Nonetheless, various candidates present themselves. Phylogeny might also be paced by chemical signals. Organisms exchange chemical signals all the time, through eating one another, through exchanges of pheromones. Terence McKenna argues that ingestion of plant drugs among our primate ancestors played a role in human speciation. Other environmental triggers might include the terraforming of Earth’s atmosphere by the release of oxygen from photosynthesis. Glaciations might act as triggers. Industrial pollution is another candidate.
Maybe the prevailing accounts of ontogeny and phylogeny are artifacts of the time scales involved. If we could observe a sped-up movie of evolution might we perceive a programmatic development from the first to the most recent species—the gestation of a pregnant planet from impregation to delivery?
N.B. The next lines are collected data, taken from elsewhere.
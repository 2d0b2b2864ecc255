//! Request/response relay between the page agents, the dashboard bridge and
//! the coordinator that owns surface lifecycles.
//!
//! Clients post [`Envelope`]s over an mpsc channel; each envelope carries its
//! own oneshot reply channel, so responses never need correlation ids.
use std::sync::{Arc, Mutex, MutexGuard};

use bookhub_core::{
    update, Ack, EnrichRequest, EnrichResponse, EnrichedRecord, LifecycleEffect, LifecycleMsg,
    LifecycleTable, MessageSender, OpenSurfaceRequest, Request, Snapshot, SurfaceRecord,
    SurfaceResponse, SyncFinished, SyncTrigger, TabId, WindowId,
};
use bookhub_logging::{bookhub_debug, bookhub_info, bookhub_warn};
use serde::{de::DeserializeOwned, Serialize};
use serde_json::Value;
use tokio::sync::{mpsc, oneshot};
use url::Url;

use crate::{CompletionNotifier, EnrichmentService, SnapshotStore};

pub const ENVELOPE_BUFFER: usize = 64;

/// One request in flight, with the channel its single response goes to.
#[derive(Debug)]
pub struct Envelope {
    pub sender: MessageSender,
    pub message: Value,
    pub reply: oneshot::Sender<Value>,
}

#[derive(Debug, Clone, PartialEq, Eq, thiserror::Error)]
pub enum RelayError {
    #[error("coordinator is not running")]
    Closed,
    #[error("request was dropped without a response")]
    Dropped,
    #[error("unexpected response: {0}")]
    Decode(String),
}

/// Sending half of the relay, stamped with the identity of its context.
#[derive(Debug, Clone)]
pub struct RelayClient {
    tx: mpsc::Sender<Envelope>,
    sender: MessageSender,
}

/// A detached client and the receiver to hand to [`Coordinator::serve`].
pub fn relay_channel() -> (RelayClient, mpsc::Receiver<Envelope>) {
    let (tx, rx) = mpsc::channel(ENVELOPE_BUFFER);
    (
        RelayClient {
            tx,
            sender: MessageSender::detached(),
        },
        rx,
    )
}

impl RelayClient {
    /// Same channel, speaking for the context running in `tab_id`.
    pub fn for_tab(&self, tab_id: TabId) -> Self {
        Self {
            tx: self.tx.clone(),
            sender: MessageSender::from_tab(tab_id),
        }
    }

    /// Sends an arbitrary JSON message and waits for its reply.
    pub async fn send_raw(&self, message: Value) -> Result<Value, RelayError> {
        let (reply, response) = oneshot::channel();
        self.tx
            .send(Envelope {
                sender: self.sender,
                message,
                reply,
            })
            .await
            .map_err(|_| RelayError::Closed)?;
        response.await.map_err(|_| RelayError::Dropped)
    }

    async fn request<T: DeserializeOwned>(&self, request: Request) -> Result<T, RelayError> {
        let message =
            serde_json::to_value(&request).map_err(|err| RelayError::Decode(err.to_string()))?;
        let response = self.send_raw(message).await?;
        serde_json::from_value(response).map_err(|err| RelayError::Decode(err.to_string()))
    }

    pub async fn enrich(&self, request: EnrichRequest) -> Result<EnrichedRecord, RelayError> {
        let response: EnrichResponse = self.request(Request::EnrichRecord(request)).await?;
        Ok(response.record)
    }

    pub async fn open_surface(&self, trigger: SyncTrigger) -> Result<SurfaceResponse, RelayError> {
        self.request(Request::OpenAuxiliarySurface(OpenSurfaceRequest { trigger }))
            .await
    }

    pub async fn sync_finished(&self, finished: SyncFinished) -> Result<Ack, RelayError> {
        self.request(Request::SyncFinished(finished)).await
    }

    pub async fn get_snapshot(&self) -> Result<Option<Snapshot>, RelayError> {
        self.request(Request::GetSnapshot {}).await
    }

    pub async fn start_sync(&self) -> Result<SurfaceResponse, RelayError> {
        self.request(Request::StartSync {}).await
    }
}

#[async_trait::async_trait]
impl CompletionNotifier for RelayClient {
    async fn notify(&self, finished: SyncFinished) {
        if let Err(err) = self.sync_finished(finished).await {
            bookhub_warn!("sync completion not delivered: {}", err);
        }
    }
}

#[derive(Debug, Clone, PartialEq, Eq, thiserror::Error)]
#[error("{message}")]
pub struct SurfaceError {
    pub message: String,
}

impl SurfaceError {
    pub fn new(message: impl Into<String>) -> Self {
        Self {
            message: message.into(),
        }
    }
}

/// Opens and closes the auxiliary surfaces sync sessions run in.
#[async_trait::async_trait]
pub trait SurfaceHost: Send + Sync {
    async fn open(&self, url: &Url) -> Result<SurfaceRecord, SurfaceError>;
    async fn close_window(&self, window_id: WindowId) -> Result<(), SurfaceError>;
    async fn close_tab(&self, tab_id: TabId) -> Result<(), SurfaceError>;
    /// Ask the host not to reclaim the surface while it is in the background.
    async fn keep_alive(&self, tab_id: TabId) -> Result<(), SurfaceError>;
}

/// Everything the coordinator mutates.
#[derive(Debug, Default)]
pub struct CoordinatorState {
    surfaces: LifecycleTable,
}

/// Background dispatcher. Owns the lifecycle table and the external services.
pub struct Coordinator {
    state: Mutex<CoordinatorState>,
    host: Arc<dyn SurfaceHost>,
    enricher: Arc<dyn EnrichmentService>,
    store: Arc<dyn SnapshotStore>,
    sync_url: Url,
}

impl Coordinator {
    /// `sync_url` is what new sync surfaces are opened at.
    pub fn new(
        host: Arc<dyn SurfaceHost>,
        enricher: Arc<dyn EnrichmentService>,
        store: Arc<dyn SnapshotStore>,
        sync_url: Url,
    ) -> Self {
        Self {
            state: Mutex::new(CoordinatorState::default()),
            host,
            enricher,
            store,
            sync_url,
        }
    }

    /// Handles envelopes until every client is gone, one task per envelope.
    pub async fn serve(self: Arc<Self>, mut rx: mpsc::Receiver<Envelope>) {
        bookhub_info!("coordinator listening");
        while let Some(envelope) = rx.recv().await {
            let coordinator = Arc::clone(&self);
            tokio::spawn(async move { coordinator.dispatch(envelope).await });
        }
        bookhub_info!("coordinator stopped: all clients dropped");
    }

    async fn dispatch(&self, envelope: Envelope) {
        let Envelope {
            sender,
            message,
            reply,
        } = envelope;
        let request = match serde_json::from_value::<Request>(message) {
            Ok(request) => request,
            Err(err) => {
                bookhub_debug!("dropping malformed message from {:?}: {}", sender, err);
                return;
            }
        };
        let response = self.handle(sender, request).await;
        if reply.send(response).is_err() {
            bookhub_debug!("requester went away before the response");
        }
    }

    /// Answers one request. Every variant produces a response.
    pub async fn handle(&self, sender: MessageSender, request: Request) -> Value {
        bookhub_debug!("{} from {:?}", request.kind(), sender);
        match request {
            Request::EnrichRecord(request) => {
                let record = self.enricher.enrich(&request).await;
                to_json(&EnrichResponse { record })
            }
            Request::OpenAuxiliarySurface(request) => {
                to_json(&self.open_surface(request.trigger).await)
            }
            Request::StartSync {} => to_json(&self.open_surface(SyncTrigger::Web).await),
            Request::SyncFinished(finished) => {
                self.sync_finished(sender, finished).await;
                to_json(&Ack { ok: true })
            }
            Request::GetSnapshot {} => match self.store.read().await {
                Ok(Some(snapshot)) => to_json(&snapshot),
                Ok(None) => Value::Null,
                Err(err) => {
                    bookhub_warn!("snapshot read failed: {}", err);
                    Value::Null
                }
            },
        }
    }

    async fn open_surface(&self, trigger: SyncTrigger) -> SurfaceResponse {
        let record = match self.host.open(&self.sync_url).await {
            Ok(record) => record,
            Err(err) => {
                bookhub_warn!("could not open sync surface ({:?}): {}", trigger, err);
                return SurfaceResponse::failed(err.message);
            }
        };
        self.apply(LifecycleMsg::SurfaceOpened(record));
        bookhub_info!(
            "sync surface {} opened ({:?}, window {:?})",
            record.tab_id,
            trigger,
            record.window_id
        );
        if let Err(err) = self.host.keep_alive(record.tab_id).await {
            bookhub_debug!("keep-alive refused for {}: {}", record.tab_id, err);
        }
        SurfaceResponse::opened(record.tab_id)
    }

    async fn sync_finished(&self, sender: MessageSender, finished: SyncFinished) {
        bookhub_info!(
            "sync finished in {:?}: success={} total={:?}",
            sender.tab_id,
            finished.success,
            finished.total
        );
        let effects = self.apply(LifecycleMsg::SyncFinished {
            tab_id: sender.tab_id,
            auto_close: finished.auto_close,
        });
        self.run_effects(effects).await;
    }

    /// The host reports a surface closed from outside.
    pub fn surface_removed(&self, tab_id: TabId) {
        let effects = self.apply(LifecycleMsg::SurfaceRemoved { tab_id });
        debug_assert!(effects.is_empty());
    }

    pub fn tracked_surfaces(&self) -> Vec<SurfaceRecord> {
        self.lock().surfaces.surfaces()
    }

    fn apply(&self, msg: LifecycleMsg) -> Vec<LifecycleEffect> {
        let mut state = self.lock();
        let table = std::mem::take(&mut state.surfaces);
        let (table, effects) = update(table, msg);
        state.surfaces = table;
        effects
    }

    async fn run_effects(&self, effects: Vec<LifecycleEffect>) {
        for effect in effects {
            let result = match effect {
                LifecycleEffect::CloseWindow(window_id) => self.host.close_window(window_id).await,
                LifecycleEffect::CloseTab(tab_id) => self.host.close_tab(tab_id).await,
            };
            if let Err(err) = result {
                bookhub_warn!("{:?} failed: {}", effect, err);
            }
        }
    }

    fn lock(&self) -> MutexGuard<'_, CoordinatorState> {
        self.state
            .lock()
            .unwrap_or_else(|poisoned| poisoned.into_inner())
    }
}

fn to_json<T: Serialize>(value: &T) -> Value {
    serde_json::to_value(value).unwrap_or_else(|err| {
        bookhub_warn!("response not serializable: {}", err);
        Value::Null
    })
}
If the embryonic development of a long-lived organism required a few billion years, might it not look like a Darwinian process?
So how do approaches to evolution stack up as scientific theories based on their abilities to predict? A teleological, programmed model, predicts that genes active in descendant species can be found already in distant ancestors. What does the Darwinian model predict? Genomic sequencing and analysis is in the early stages. There’s time to render predictions. The star larvae hypothesis predicts an accumulating pile of anomalous data that will stretch the Darwinian model to the breaking point. Those data, however, will find themselves well integrated in a new paradigm, one that proposes an overarching ontogeny that envelops evolution and repositions biology into the role of larvae to the stars.